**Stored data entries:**
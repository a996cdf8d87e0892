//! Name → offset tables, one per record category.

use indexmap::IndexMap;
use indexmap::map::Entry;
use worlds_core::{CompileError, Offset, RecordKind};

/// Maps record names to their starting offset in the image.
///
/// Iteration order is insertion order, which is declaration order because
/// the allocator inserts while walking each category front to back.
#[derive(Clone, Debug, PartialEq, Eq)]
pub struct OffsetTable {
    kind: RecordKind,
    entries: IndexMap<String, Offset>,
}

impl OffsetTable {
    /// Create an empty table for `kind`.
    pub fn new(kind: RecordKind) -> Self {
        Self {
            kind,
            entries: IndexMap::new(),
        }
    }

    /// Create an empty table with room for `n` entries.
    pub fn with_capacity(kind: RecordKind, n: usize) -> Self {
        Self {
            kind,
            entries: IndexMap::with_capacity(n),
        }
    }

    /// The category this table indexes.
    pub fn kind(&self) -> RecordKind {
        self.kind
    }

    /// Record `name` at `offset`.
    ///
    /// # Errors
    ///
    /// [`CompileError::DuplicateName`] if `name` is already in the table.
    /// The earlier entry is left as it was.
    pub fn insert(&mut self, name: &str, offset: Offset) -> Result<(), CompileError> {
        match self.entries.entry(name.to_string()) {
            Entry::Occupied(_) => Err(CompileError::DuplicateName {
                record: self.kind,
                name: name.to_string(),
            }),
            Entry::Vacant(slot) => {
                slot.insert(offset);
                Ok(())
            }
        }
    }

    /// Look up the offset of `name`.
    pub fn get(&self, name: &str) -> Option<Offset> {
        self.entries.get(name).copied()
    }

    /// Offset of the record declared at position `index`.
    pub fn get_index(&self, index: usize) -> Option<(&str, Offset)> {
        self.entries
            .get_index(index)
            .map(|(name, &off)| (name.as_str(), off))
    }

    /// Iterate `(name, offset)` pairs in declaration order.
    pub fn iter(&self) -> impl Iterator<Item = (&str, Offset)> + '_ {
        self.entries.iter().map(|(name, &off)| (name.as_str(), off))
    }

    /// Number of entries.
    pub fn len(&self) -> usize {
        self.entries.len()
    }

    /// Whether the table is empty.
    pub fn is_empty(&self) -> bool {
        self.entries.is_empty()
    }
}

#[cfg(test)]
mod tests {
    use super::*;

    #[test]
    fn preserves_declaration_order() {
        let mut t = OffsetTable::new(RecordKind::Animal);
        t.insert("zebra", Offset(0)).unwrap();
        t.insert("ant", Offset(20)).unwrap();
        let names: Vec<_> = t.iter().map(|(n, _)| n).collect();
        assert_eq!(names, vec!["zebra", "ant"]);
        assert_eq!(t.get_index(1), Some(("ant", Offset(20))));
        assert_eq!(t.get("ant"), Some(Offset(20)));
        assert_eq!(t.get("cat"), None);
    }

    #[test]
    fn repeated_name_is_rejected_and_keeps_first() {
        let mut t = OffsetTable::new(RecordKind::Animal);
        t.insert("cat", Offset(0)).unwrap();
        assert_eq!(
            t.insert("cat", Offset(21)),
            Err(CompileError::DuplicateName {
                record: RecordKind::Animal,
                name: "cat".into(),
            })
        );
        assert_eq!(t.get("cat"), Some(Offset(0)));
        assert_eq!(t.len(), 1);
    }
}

--

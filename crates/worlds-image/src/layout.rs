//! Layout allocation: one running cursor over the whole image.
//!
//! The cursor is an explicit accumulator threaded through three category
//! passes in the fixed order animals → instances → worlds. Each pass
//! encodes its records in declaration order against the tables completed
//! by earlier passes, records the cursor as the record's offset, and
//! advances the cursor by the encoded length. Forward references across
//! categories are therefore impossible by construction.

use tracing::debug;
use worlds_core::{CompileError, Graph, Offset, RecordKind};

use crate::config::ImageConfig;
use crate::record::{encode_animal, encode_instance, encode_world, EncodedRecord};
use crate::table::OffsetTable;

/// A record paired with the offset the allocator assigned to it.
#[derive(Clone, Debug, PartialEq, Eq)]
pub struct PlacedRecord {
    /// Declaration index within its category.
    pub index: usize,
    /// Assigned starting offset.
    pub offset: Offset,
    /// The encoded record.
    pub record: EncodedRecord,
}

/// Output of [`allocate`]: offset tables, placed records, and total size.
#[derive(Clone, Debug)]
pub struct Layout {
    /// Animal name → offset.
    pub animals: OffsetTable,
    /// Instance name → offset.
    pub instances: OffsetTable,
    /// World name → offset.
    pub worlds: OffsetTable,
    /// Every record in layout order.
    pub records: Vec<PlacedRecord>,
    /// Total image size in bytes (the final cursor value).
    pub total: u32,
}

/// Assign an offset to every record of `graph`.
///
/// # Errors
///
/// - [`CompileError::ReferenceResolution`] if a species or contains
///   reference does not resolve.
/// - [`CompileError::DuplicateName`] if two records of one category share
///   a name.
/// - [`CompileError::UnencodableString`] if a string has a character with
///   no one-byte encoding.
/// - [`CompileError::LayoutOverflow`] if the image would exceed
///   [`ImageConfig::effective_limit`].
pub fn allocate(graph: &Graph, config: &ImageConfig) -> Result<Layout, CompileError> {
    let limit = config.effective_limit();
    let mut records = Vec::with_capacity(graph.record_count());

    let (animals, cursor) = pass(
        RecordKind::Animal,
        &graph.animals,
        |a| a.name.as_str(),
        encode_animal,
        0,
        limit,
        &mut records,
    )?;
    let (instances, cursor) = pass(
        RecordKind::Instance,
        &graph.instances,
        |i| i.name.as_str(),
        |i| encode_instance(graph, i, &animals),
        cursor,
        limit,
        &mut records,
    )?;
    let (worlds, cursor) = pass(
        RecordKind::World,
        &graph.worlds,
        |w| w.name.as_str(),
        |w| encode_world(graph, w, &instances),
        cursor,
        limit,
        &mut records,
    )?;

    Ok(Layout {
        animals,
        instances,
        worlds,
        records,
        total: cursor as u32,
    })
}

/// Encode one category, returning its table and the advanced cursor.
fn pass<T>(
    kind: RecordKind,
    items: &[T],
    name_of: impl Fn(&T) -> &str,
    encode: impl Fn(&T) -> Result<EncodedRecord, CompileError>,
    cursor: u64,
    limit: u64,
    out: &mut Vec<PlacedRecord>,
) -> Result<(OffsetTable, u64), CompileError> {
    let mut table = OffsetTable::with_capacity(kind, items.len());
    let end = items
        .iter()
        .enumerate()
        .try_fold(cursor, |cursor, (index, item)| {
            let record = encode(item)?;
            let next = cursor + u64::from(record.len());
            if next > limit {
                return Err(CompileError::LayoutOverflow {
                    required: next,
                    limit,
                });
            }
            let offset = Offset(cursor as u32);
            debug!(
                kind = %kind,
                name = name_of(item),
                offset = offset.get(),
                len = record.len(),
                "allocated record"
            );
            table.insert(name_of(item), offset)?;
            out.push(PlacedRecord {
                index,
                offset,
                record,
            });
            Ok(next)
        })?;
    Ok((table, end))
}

---

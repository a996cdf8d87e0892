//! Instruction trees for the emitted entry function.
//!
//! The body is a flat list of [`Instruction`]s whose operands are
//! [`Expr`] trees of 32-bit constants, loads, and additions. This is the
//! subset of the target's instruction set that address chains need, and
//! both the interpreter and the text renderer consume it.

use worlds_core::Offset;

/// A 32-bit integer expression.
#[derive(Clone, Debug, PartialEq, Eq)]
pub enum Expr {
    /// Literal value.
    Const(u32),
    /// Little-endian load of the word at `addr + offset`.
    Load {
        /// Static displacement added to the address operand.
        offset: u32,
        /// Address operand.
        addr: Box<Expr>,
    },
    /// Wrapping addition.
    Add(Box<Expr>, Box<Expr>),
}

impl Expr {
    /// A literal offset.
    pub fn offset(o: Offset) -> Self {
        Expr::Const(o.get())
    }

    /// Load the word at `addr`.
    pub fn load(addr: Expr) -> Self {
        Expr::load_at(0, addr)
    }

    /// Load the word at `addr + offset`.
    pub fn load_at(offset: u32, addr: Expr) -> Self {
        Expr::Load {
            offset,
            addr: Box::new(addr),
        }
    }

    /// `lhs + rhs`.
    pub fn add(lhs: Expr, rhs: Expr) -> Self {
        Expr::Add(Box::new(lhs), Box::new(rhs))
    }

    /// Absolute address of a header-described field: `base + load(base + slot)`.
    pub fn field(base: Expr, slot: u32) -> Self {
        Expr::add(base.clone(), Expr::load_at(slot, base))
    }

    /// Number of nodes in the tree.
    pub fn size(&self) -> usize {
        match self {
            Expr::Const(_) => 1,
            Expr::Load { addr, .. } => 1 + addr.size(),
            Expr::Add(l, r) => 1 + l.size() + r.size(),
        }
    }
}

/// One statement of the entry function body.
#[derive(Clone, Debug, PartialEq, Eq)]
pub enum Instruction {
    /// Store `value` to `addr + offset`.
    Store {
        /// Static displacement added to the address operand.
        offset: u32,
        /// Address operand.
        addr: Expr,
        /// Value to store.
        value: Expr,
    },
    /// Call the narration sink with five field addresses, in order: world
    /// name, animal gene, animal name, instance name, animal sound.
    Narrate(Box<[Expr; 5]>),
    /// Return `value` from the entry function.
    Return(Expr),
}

**Work order:** Go through the lines above and count those with "base"; report only the number.

**Problem solution:** 3